> [WORK TASK]
Every line of the data that includes "JiraError" should be copied out.

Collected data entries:
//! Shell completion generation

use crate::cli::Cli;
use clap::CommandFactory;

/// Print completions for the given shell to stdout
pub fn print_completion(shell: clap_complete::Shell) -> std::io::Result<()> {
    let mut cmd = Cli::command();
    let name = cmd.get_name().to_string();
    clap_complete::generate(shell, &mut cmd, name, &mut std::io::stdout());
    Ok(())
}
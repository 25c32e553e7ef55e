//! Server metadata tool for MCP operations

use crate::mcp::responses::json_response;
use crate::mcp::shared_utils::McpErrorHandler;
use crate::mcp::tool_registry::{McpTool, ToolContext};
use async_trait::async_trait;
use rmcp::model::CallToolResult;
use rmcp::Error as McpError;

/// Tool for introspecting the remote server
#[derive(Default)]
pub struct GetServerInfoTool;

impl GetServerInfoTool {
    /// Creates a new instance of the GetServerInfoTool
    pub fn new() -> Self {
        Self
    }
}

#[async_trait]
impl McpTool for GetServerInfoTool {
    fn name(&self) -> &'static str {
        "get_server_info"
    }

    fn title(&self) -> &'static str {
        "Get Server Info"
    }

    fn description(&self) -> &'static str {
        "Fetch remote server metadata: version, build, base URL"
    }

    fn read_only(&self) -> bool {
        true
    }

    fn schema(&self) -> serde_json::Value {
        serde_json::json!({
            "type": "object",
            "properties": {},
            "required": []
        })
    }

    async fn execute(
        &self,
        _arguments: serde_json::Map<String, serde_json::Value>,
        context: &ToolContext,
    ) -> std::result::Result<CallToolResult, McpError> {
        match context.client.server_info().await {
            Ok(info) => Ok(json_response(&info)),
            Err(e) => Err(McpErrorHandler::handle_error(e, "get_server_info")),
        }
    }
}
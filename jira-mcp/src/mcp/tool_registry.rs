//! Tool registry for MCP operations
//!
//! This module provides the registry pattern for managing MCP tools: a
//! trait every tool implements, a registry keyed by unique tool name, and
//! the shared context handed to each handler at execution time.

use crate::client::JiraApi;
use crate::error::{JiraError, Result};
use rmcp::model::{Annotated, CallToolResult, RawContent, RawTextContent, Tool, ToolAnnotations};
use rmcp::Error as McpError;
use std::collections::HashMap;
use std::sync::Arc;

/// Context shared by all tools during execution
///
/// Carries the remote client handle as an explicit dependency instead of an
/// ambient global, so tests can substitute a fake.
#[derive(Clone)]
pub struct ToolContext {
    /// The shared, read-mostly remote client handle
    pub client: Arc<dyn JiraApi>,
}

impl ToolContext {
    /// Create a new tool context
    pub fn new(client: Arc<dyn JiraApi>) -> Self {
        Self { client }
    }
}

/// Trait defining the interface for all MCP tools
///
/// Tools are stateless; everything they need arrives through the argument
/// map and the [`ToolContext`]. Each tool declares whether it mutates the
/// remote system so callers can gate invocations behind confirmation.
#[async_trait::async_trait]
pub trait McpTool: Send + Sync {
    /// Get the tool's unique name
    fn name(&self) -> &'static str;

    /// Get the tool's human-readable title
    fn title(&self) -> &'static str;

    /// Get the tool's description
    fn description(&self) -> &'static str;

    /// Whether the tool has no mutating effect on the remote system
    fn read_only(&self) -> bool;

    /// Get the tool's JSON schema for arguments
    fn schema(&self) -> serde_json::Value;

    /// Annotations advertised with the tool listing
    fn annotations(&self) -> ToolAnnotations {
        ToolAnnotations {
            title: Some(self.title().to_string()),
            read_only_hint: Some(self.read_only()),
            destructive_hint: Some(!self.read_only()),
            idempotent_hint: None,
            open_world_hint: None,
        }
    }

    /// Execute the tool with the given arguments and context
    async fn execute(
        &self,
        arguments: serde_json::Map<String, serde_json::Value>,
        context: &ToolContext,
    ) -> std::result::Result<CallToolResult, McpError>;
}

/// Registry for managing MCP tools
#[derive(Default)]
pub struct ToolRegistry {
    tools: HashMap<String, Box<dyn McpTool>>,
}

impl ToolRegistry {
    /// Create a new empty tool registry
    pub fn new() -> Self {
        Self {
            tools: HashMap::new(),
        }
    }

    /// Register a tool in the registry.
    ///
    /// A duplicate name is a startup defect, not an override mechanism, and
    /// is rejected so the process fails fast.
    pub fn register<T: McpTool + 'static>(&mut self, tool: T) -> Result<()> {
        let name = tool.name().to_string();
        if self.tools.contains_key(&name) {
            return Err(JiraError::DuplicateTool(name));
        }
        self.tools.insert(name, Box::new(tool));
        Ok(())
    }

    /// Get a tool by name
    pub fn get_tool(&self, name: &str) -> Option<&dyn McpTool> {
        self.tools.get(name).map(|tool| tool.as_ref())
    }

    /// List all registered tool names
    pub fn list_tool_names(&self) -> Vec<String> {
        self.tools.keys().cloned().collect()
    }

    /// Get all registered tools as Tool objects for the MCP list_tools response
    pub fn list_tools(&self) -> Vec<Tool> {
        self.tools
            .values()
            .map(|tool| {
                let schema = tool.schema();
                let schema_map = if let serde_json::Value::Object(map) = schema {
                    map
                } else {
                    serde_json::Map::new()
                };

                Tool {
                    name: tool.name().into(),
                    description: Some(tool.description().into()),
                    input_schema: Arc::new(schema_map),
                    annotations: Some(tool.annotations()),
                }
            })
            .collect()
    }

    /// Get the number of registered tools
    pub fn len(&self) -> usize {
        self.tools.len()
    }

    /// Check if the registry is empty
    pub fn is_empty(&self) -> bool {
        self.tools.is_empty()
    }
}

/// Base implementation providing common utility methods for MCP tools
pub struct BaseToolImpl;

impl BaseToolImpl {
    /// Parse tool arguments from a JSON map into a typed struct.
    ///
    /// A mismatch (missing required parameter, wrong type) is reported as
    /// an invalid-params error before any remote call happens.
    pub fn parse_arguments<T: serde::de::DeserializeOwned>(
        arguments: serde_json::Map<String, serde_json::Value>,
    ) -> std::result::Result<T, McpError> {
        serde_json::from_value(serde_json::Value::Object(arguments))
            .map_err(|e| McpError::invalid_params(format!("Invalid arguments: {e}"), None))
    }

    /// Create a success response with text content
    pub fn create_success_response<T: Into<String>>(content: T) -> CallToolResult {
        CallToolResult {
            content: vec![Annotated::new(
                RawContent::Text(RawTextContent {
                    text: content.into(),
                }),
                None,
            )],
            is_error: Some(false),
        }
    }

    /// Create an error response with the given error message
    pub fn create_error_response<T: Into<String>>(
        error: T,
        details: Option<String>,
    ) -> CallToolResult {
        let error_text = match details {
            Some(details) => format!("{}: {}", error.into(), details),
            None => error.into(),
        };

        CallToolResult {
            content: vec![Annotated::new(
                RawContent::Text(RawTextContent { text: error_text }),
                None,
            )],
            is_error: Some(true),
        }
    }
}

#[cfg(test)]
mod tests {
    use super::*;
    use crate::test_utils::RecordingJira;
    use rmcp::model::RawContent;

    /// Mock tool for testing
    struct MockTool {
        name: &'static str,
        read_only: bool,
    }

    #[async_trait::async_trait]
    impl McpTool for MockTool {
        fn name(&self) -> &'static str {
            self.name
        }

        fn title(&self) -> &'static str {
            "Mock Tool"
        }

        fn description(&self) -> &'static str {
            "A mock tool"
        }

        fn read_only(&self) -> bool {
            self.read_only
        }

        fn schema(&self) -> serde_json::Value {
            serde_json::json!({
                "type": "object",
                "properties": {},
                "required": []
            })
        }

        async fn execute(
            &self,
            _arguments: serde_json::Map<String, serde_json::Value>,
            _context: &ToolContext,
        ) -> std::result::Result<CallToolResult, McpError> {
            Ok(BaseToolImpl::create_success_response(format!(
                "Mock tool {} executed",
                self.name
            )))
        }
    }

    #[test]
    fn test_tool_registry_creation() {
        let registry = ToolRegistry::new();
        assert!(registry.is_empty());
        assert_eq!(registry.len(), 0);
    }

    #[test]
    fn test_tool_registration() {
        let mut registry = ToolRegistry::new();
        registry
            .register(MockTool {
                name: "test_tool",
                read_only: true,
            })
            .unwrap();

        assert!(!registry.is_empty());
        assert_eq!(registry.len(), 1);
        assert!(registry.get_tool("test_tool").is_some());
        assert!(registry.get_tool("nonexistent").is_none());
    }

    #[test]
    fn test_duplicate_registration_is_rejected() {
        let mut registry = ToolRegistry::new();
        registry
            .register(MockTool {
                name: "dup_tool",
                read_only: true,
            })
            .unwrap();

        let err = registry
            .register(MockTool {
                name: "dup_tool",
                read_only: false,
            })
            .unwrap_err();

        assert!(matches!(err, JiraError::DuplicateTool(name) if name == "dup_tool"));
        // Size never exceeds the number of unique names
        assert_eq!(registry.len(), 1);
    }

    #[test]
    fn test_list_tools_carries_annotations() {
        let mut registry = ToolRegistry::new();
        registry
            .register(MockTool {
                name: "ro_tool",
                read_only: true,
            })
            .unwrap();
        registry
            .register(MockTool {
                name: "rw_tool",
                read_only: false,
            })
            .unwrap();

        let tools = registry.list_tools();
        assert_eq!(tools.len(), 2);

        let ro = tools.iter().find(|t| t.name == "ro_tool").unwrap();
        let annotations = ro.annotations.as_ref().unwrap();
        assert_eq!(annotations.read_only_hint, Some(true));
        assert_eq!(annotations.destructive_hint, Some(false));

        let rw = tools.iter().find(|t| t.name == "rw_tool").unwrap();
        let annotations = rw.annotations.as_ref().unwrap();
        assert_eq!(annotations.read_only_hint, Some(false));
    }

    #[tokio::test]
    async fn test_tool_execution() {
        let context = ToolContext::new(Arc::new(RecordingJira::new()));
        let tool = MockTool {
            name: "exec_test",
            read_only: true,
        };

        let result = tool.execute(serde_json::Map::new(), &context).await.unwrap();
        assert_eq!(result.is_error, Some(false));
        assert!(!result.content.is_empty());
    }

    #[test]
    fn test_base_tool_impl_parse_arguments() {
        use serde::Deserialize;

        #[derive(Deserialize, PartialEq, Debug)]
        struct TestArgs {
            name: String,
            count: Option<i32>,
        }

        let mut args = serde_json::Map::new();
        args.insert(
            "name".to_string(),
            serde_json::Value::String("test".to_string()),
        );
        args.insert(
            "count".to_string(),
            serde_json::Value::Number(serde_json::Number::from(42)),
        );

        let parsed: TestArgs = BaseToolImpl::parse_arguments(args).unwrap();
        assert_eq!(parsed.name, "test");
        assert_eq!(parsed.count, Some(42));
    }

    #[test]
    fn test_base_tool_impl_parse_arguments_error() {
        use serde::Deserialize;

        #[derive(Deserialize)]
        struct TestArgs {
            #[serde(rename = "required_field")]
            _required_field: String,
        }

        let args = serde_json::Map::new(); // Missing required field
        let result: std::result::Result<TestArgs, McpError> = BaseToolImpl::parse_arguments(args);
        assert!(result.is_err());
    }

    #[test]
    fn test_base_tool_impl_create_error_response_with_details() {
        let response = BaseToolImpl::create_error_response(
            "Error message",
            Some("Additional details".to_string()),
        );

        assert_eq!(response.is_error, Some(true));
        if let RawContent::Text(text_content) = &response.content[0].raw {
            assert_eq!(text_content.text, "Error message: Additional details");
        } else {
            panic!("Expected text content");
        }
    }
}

> [ANSWER BOX]
use crate::error::{JiraError, Result};
            return Err(JiraError::DuplicateTool(name));
        assert!(matches!(err, JiraError::DuplicateTool(name) if name == "dup_tool"));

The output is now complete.